— Dataset extract —
* * * * * * *

//! Message and conversation identity types.
//!
//! Messages are the turns of the transcript the loop sends to the model:
//! system prompt, prior history, then alternating assistant actions and
//! tool observations.

use chrono::{DateTime, Utc};
use serde::{Deserialize, Serialize};
use uuid::Uuid;

/// Unique identifier for a conversation (session).
#[derive(Debug, Clone, PartialEq, Eq, Hash, Serialize, Deserialize)]
pub struct ConversationId(pub String);

impl ConversationId {
    pub fn new() -> Self {
        Self(Uuid::new_v4().to_string())
    }
}

impl Default for ConversationId {
    fn default() -> Self {
        Self::new()
    }
}

impl std::fmt::Display for ConversationId {
    fn fmt(&self, f: &mut std::fmt::Formatter<'_>) -> std::fmt::Result {
        write!(f, "{}", self.0)
    }
}

/// The role of a message sender in a conversation.
#[derive(Debug, Clone, Copy, PartialEq, Eq, Serialize, Deserialize)]
#[serde(rename_all = "lowercase")]
pub enum Role {
    /// The end user
    User,
    /// The model
    Assistant,
    /// System instructions
    System,
}

/// A single message in a transcript.
#[derive(Debug, Clone, Serialize, Deserialize)]
pub struct Message {
    /// Unique message ID
    pub id: String,

    /// Who sent this message
    pub role: Role,

    /// The text content
    pub content: String,

    /// Timestamp
    pub timestamp: DateTime<Utc>,
}

impl Message {
    fn with_role(role: Role, content: impl Into<String>) -> Self {
        Self {
            id: Uuid::new_v4().to_string(),
            role,
            content: content.into(),
            timestamp: Utc::now(),
        }
    }

    /// Create a new user message.
    pub fn user(content: impl Into<String>) -> Self {
        Self::with_role(Role::User, content)
    }

    /// Create a new assistant message.
    pub fn assistant(content: impl Into<String>) -> Self {
        Self::with_role(Role::Assistant, content)
    }

    /// Create a new system message.
    pub fn system(content: impl Into<String>) -> Self {
        Self::with_role(Role::System, content)
    }

    /// Tool observations are fed back as user turns so any chat endpoint accepts them.
    pub fn observation(tool_name: &str, content: impl AsRef<str>) -> Self {
        Self::with_role(
            Role::User,
            format!("Observation from {tool_name}:\n{}", content.as_ref()),
        )
    }
}
//! Terminal session registry.
//!
//! Dev-server terminals outlive the loop that started them. The registry maps
//! a terminal id to what was launched there so callers can list and stop
//! them later. It is shared behind an `Arc` and injected, never global.

use chrono::{DateTime, Utc};
use serde::{Deserialize, Serialize};
use std::collections::HashMap;
use std::path::PathBuf;
use tokio::sync::RwLock;

/// A persistent, named terminal session started by the orchestrator.
#[derive(Debug, Clone, Serialize, Deserialize)]
pub struct TerminalSession {
    /// Identifier assigned by the tool server.
    pub id: String,
    pub name: String,
    pub working_dir: PathBuf,
    /// The last command sent into the session, if any.
    #[serde(default, skip_serializing_if = "Option::is_none")]
    pub command: Option<String>,
    pub created_at: DateTime<Utc>,
}

impl TerminalSession {
    pub fn new(id: impl Into<String>, name: impl Into<String>, working_dir: PathBuf) -> Self {
        Self {
            id: id.into(),
            name: name.into(),
            working_dir,
            command: None,
            created_at: Utc::now(),
        }
    }
}

/// Thread-safe map of live terminal sessions.
#[derive(Debug, Default)]
pub struct TerminalRegistry {
    sessions: RwLock<HashMap<String, TerminalSession>>,
}

impl TerminalRegistry {
    pub fn new() -> Self {
        Self::default()
    }

    /// Insert a session, replacing one with the same id.
    pub async fn insert(&self, session: TerminalSession) {
        self.sessions
            .write()
            .await
            .insert(session.id.clone(), session);
    }

    pub async fn get(&self, id: &str) -> Option<TerminalSession> {
        self.sessions.read().await.get(id).cloned()
    }

    /// Record the command most recently sent into a session.
    pub async fn set_command(&self, id: &str, command: impl Into<String>) -> bool {
        match self.sessions.write().await.get_mut(id) {
            Some(session) => {
                session.command = Some(command.into());
                true
            }
            None => false,
        }
    }

    pub async fn remove(&self, id: &str) -> Option<TerminalSession> {
        self.sessions.write().await.remove(id)
    }

    /// All sessions, oldest first.
    pub async fn list(&self) -> Vec<TerminalSession> {
        let mut sessions: Vec<_> = self.sessions.read().await.values().cloned().collect();
        sessions.sort_by_key(|s| s.created_at);
        sessions
    }

    pub async fn len(&self) -> usize {
        self.sessions.read().await.len()
    }

    pub async fn is_empty(&self) -> bool {
        self.sessions.read().await.is_empty()
    }
}

#[cfg(test)]
mod tests {
    use super::*;
    use std::sync::Arc;

    #[tokio::test]
    async fn insert_lookup_remove() {
        let registry = TerminalRegistry::new();
        registry
            .insert(TerminalSession::new("t1", "Agent Dev Server – dev", PathBuf::from("/ws")))
            .await;

        assert!(registry.set_command("t1", "vite").await);
        assert!(!registry.set_command("missing", "vite").await);

        let session = registry.get("t1").await.unwrap();
        assert_eq!(session.command.as_deref(), Some("vite"));
        assert_eq!(registry.len().await, 1);

        assert!(registry.remove("t1").await.is_some());
        assert!(registry.is_empty().await);
    }

    #[tokio::test]
    async fn concurrent_inserts_are_all_visible() {
        let registry = Arc::new(TerminalRegistry::new());
        let mut handles = Vec::new();
        for i in 0..16 {
            let registry = registry.clone();
            handles.push(tokio::spawn(async move {
                registry
                    .insert(TerminalSession::new(format!("t{i}"), "term", PathBuf::from("/ws")))
                    .await;
            }));
        }
        for handle in handles {
            handle.await.unwrap();
        }
        assert_eq!(registry.list().await.len(), 16);
    }
}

* * * * * * *

Search the entries for lines with the string "PartialEq", then report their number alone.

2